All models in the Model Zoo are exposed via the Model class, which defines a common interface for loading models and generating predictions with defined input and output data formats.

Note

If you write a wrapper for your custom model that implements the Model interface, then you can pass your models to built-in methods like apply_model() and compute_embeddings() too!

FiftyOne provides classes that make it easy to deploy models in custom frameworks easy. For example, if you have a PyTorch model that processes images, you can likely use TorchImageModel to run it using FiftyOne.

Prediction

Inside built-in methods like apply_model(), predictions of a Model instance are generated using the following pattern:

By convention, Model instances must implement the context manager interface, which handles any necessary setup and teardown required to use the model.

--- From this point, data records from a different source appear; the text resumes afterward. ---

//! HTTP routes for goals
//!
//! Mirrors the task routes, with a category type validated against the
//! fixed enumeration {general, weekly, monthly}.

use bson::{doc, oid::ObjectId};
use hyper::{Method, Request, Response, StatusCode};
use serde::{Deserialize, Serialize};
use std::sync::Arc;

use crate::db::schemas::{GoalDoc, GoalType, GOAL_COLLECTION};
use crate::db::MongoCollection;
use crate::routes::{
    authenticate, cors_preflight, error_response, get_auth_header, json_response, parse_json_body,
    AuthUser, BoxBody, MessageResponse,
};
use crate::server::AppState;

// =============================================================================
// Request/Response Types
// =============================================================================

/// Goal as returned to clients. Every field is always present.
#[derive(Debug, Serialize)]
pub struct GoalResponse {
    pub id: String,
    pub title: String,
    pub completed: bool,
    pub order: f64,
    #[serde(rename = "type")]
    pub goal_type: GoalType,
}

impl GoalResponse {
    fn from_doc(doc: GoalDoc) -> Self {
        Self {
            id: doc._id.map(|id| id.to_hex()).unwrap_or_default(),
            title: doc.title,
            completed: doc.completed,
            order: doc.order,
            goal_type: doc.goal_type,
        }
    }
}

#[derive(Debug, Deserialize)]
pub struct CreateGoalRequest {
    #[serde(default)]
    pub title: String,
    #[serde(rename = "type")]
    pub goal_type: Option<serde_json::Value>,
}

/// Partial update. Fields arrive as raw JSON values so a wrong type yields a
/// 400 naming the field instead of a generic parse error.
#[derive(Debug, Default, Deserialize)]
pub struct UpdateGoalRequest {
    pub completed: Option<serde_json::Value>,
    pub title: Option<serde_json::Value>,
    pub order: Option<serde_json::Value>,
    #[serde(rename = "type")]
    pub goal_type: Option<serde_json::Value>,
}

#[derive(Debug, Deserialize)]
pub struct ReorderRequest {
    #[serde(rename = "newOrder")]
    pub new_order: Option<serde_json::Value>,
}

/// Resolve the requested goal type, defaulting to general when absent.
pub(crate) fn parse_goal_type(value: Option<&serde_json::Value>) -> Result<GoalType, String> {
    match value {
        None => Ok(GoalType::default()),
        Some(v) => v
            .as_str()
            .and_then(|s| s.parse::<GoalType>().ok())
            .ok_or_else(|| "Invalid goal type".to_string()),
    }
}

/// Validate a partial update and build the `$set` document.
///
/// A body with none of the recognized fields is rejected as a no-op.
pub(crate) fn build_goal_update(body: &UpdateGoalRequest) -> Result<bson::Document, String> {
    let mut updates = bson::Document::new();

    if let Some(completed) = &body.completed {
        match completed.as_bool() {
            Some(value) => {
                updates.insert("completed", value);
            }
            None => return Err("Completed must be a boolean".into()),
        }
    }

    if let Some(title) = &body.title {
        match title.as_str() {
            Some(value) if !value.trim().is_empty() => {
                updates.insert("title", value.trim());
            }
            _ => return Err("Title must be a non-empty string".into()),
        }
    }

    if let Some(order) = &body.order {
        match order.as_f64() {
            Some(value) => {
                updates.insert("order", value);
            }
            None => return Err("Order must be a number".into()),
        }
    }

    if let Some(goal_type) = &body.goal_type {
        match goal_type.as_str().and_then(|s| s.parse::<GoalType>().ok()) {
            Some(value) => {
                updates.insert("goal_type", value.as_str());
            }
            None => return Err("Invalid goal type".into()),
        }
    }

    if updates.is_empty() {
        return Err("No valid fields to update".into());
    }

    Ok(updates)
}

// =============================================================================
// Route Handlers
// =============================================================================

async fn collection(
    state: &AppState,
) -> Result<MongoCollection<GoalDoc>, Response<BoxBody>> {
    state
        .mongo
        .collection::<GoalDoc>(GOAL_COLLECTION)
        .await
        .map_err(|e| {
            error_response(
                StatusCode::INTERNAL_SERVER_ERROR,
                format!("Database error: {}", e),
            )
        })
}

fn parse_goal_id(id: &str) -> Result<ObjectId, Response<BoxBody>> {
    ObjectId::parse_str(id)
        .map_err(|_| error_response(StatusCode::NOT_FOUND, "Goal not found"))
}

/// GET /api/goals
async fn handle_list(user: AuthUser, state: Arc<AppState>) -> Response<BoxBody> {
    let collection = match collection(&state).await {
        Ok(c) => c,
        Err(resp) => return resp,
    };

    match collection.find_many(doc! { "user_id": user.id }).await {
        Ok(goals) => {
            let goals: Vec<GoalResponse> = goals.into_iter().map(GoalResponse::from_doc).collect();
            json_response(StatusCode::OK, &goals)
        }
        Err(e) => error_response(
            StatusCode::INTERNAL_SERVER_ERROR,
            format!("Error fetching goals: {}", e),
        ),
    }
}

/// POST /api/goals
///
/// New goals start uncompleted at order 0; type defaults to general.
async fn handle_create(
    req: Request<hyper::body::Incoming>,
    user: AuthUser,
    state: Arc<AppState>,
) -> Response<BoxBody> {
    let body: CreateGoalRequest = match parse_json_body(req).await {
        Ok(b) => b,
        Err(e) => {
            return error_response(StatusCode::BAD_REQUEST, format!("Invalid JSON body: {}", e))
        }
    };

    let title = body.title.trim().to_string();
    if title.is_empty() {
        return error_response(StatusCode::BAD_REQUEST, "Title is required");
    }

    let goal_type = match parse_goal_type(body.goal_type.as_ref()) {
        Ok(t) => t,
        Err(message) => return error_response(StatusCode::BAD_REQUEST, message),
    };

    let collection = match collection(&state).await {
        Ok(c) => c,
        Err(resp) => return resp,
    };

    let mut goal = GoalDoc::new(user.id, title, goal_type);
    match collection.insert_one(goal.clone()).await {
        Ok(id) => {
            goal._id = Some(id);
            json_response(StatusCode::CREATED, &GoalResponse::from_doc(goal))
        }
        Err(e) => error_response(
            StatusCode::INTERNAL_SERVER_ERROR,
            format!("Error creating goal: {}", e),
        ),
    }
}

/// PUT /api/goals/:id
async fn handle_update(
    req: Request<hyper::body::Incoming>,
    user: AuthUser,
    state: Arc<AppState>,
    id: &str,
) -> Response<BoxBody> {
    let goal_id = match parse_goal_id(id) {
        Ok(id) => id,
        Err(resp) => return resp,
    };

    let body: UpdateGoalRequest = match parse_json_body(req).await {
        Ok(b) => b,
        Err(e) => {
            return error_response(StatusCode::BAD_REQUEST, format!("Invalid JSON body: {}", e))
        }
    };

    let updates = match build_goal_update(&body) {
        Ok(u) => u,
        Err(message) => return error_response(StatusCode::BAD_REQUEST, message),
    };

    let collection = match collection(&state).await {
        Ok(c) => c,
        Err(resp) => return resp,
    };

    match collection
        .find_one_and_update(
            doc! { "_id": goal_id, "user_id": user.id },
            doc! { "$set": updates },
        )
        .await
    {
        Ok(Some(goal)) => json_response(StatusCode::OK, &GoalResponse::from_doc(goal)),
        Ok(None) => error_response(StatusCode::NOT_FOUND, "Goal not found"),
        Err(e) => error_response(
            StatusCode::INTERNAL_SERVER_ERROR,
            format!("Error updating goal: {}", e),
        ),
    }
}

/// PUT /api/goals/:id/reorder
///
/// Stores the new order value verbatim; siblings are never renumbered.
async fn handle_reorder(
    req: Request<hyper::body::Incoming>,
    user: AuthUser,
    state: Arc<AppState>,
    id: &str,
) -> Response<BoxBody> {
    let goal_id = match parse_goal_id(id) {
        Ok(id) => id,
        Err(resp) => return resp,
    };

    let body: ReorderRequest = match parse_json_body(req).await {
        Ok(b) => b,
        Err(e) => {
            return error_response(StatusCode::BAD_REQUEST, format!("Invalid JSON body: {}", e))
        }
    };

    let new_order = match body.new_order.as_ref().and_then(|v| v.as_f64()) {
        Some(value) => value,
        None => return error_response(StatusCode::BAD_REQUEST, "New order must be a number"),
    };

    let collection = match collection(&state).await {
        Ok(c) => c,
        Err(resp) => return resp,
    };

    match collection
        .find_one_and_update(
            doc! { "_id": goal_id, "user_id": user.id },
            doc! { "$set": { "order": new_order } },
        )
        .await
    {
        Ok(Some(goal)) => json_response(StatusCode::OK, &GoalResponse::from_doc(goal)),
        Ok(None) => error_response(StatusCode::NOT_FOUND, "Goal not found"),
        Err(e) => error_response(
            StatusCode::INTERNAL_SERVER_ERROR,
            format!("Error reordering goal: {}", e),
        ),
    }
}

/// DELETE /api/goals/:id
async fn handle_delete(user: AuthUser, state: Arc<AppState>, id: &str) -> Response<BoxBody> {
    let goal_id = match parse_goal_id(id) {
        Ok(id) => id,
        Err(resp) => return resp,
    };

    let collection = match collection(&state).await {
        Ok(c) => c,
        Err(resp) => return resp,
    };

    match collection
        .find_one_and_delete(doc! { "_id": goal_id, "user_id": user.id })
        .await
    {
        Ok(Some(_)) => json_response(
            StatusCode::OK,
            &MessageResponse {
                message: "Goal deleted".into(),
            },
        ),
        Ok(None) => error_response(StatusCode::NOT_FOUND, "Goal not found"),
        Err(e) => error_response(
            StatusCode::INTERNAL_SERVER_ERROR,
            format!("Error deleting goal: {}", e),
        ),
    }
}

// =============================================================================
// Router
// =============================================================================

/// Route /api/goals* requests. Returns None for paths outside this family.
pub async fn handle_goals_request(
    req: Request<hyper::body::Incoming>,
    state: Arc<AppState>,
) -> Option<Response<BoxBody>> {
    let path = req.uri().path().to_string();

    let rest = path.strip_prefix("/api/goals")?;
    if !rest.is_empty() && !rest.starts_with('/') {
        return None;
    }

    if req.method() == Method::OPTIONS {
        return Some(cors_preflight());
    }

    // Every goal operation requires a valid session
    let user = match authenticate(get_auth_header(&req), &state) {
        Ok(u) => u,
        Err(resp) => return Some(resp),
    };

    let segments: Vec<&str> = rest.split('/').filter(|s| !s.is_empty()).collect();
    let method = req.method().clone();

    let response = match (method, segments.as_slice()) {
        (Method::GET, []) => handle_list(user, state).await,
        (Method::POST, []) => handle_create(req, user, state).await,
        (Method::PUT, [id]) => {
            let id = id.to_string();
            handle_update(req, user, state, &id).await
        }
        (Method::PUT, [id, "reorder"]) => {
            let id = id.to_string();
            handle_reorder(req, user, state, &id).await
        }
        (Method::DELETE, [id]) => {
            let id = id.to_string();
            handle_delete(user, state, &id).await
        }
        _ => error_response(StatusCode::NOT_FOUND, "Goal endpoint not found"),
    };

    Some(response)
}

#[cfg(test)]
mod tests {
    use super::*;
    use serde_json::json;

    fn update(body: serde_json::Value) -> UpdateGoalRequest {
        serde_json::from_value(body).unwrap()
    }

    #[test]
    fn test_goal_type_defaults_to_general_when_omitted() {
        assert_eq!(parse_goal_type(None), Ok(GoalType::General));
    }

    #[test]
    fn test_goal_type_parses_valid_values() {
        let weekly = json!("weekly");
        assert_eq!(parse_goal_type(Some(&weekly)), Ok(GoalType::Weekly));
    }

    #[test]
    fn test_goal_type_rejects_invalid_values() {
        let invalid = json!("invalid");
        assert_eq!(
            parse_goal_type(Some(&invalid)),
            Err("Invalid goal type".to_string())
        );

        let not_a_string = json!(3);
        assert_eq!(
            parse_goal_type(Some(&not_a_string)),
            Err("Invalid goal type".to_string())
        );
    }

    #[test]
    fn test_update_accepts_type_change() {
        let updates = build_goal_update(&update(json!({ "type": "monthly" }))).unwrap();
        assert_eq!(updates.get_str("goal_type").unwrap(), "monthly");
    }

    #[test]
    fn test_update_rejects_invalid_type() {
        let err = build_goal_update(&update(json!({ "type": "yearly" }))).unwrap_err();
        assert_eq!(err, "Invalid goal type");
    }

    #[test]
    fn test_update_with_no_recognized_fields_is_rejected() {
        let err = build_goal_update(&update(json!({}))).unwrap_err();
        assert_eq!(err, "No valid fields to update");
    }

    #[test]
    fn test_update_mixes_fields() {
        let updates =
            build_goal_update(&update(json!({ "completed": true, "type": "weekly" }))).unwrap();
        assert!(updates.get_bool("completed").unwrap());
        assert_eq!(updates.get_str("goal_type").unwrap(), "weekly");
    }
}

Predictions are generated via the Model.predict() interface method, which takes an image/video as input and returns the predictions.

In order to be compatible with built-in methods like apply_model(), models should support the following basic signature of running inference and storing the output labels:

labels = model.predict(arg)
sample.add_labels(labels, label_field=label_field)

where the model should, at minimum, support arg values that are:

  • Image models: uint8 numpy arrays (HWC)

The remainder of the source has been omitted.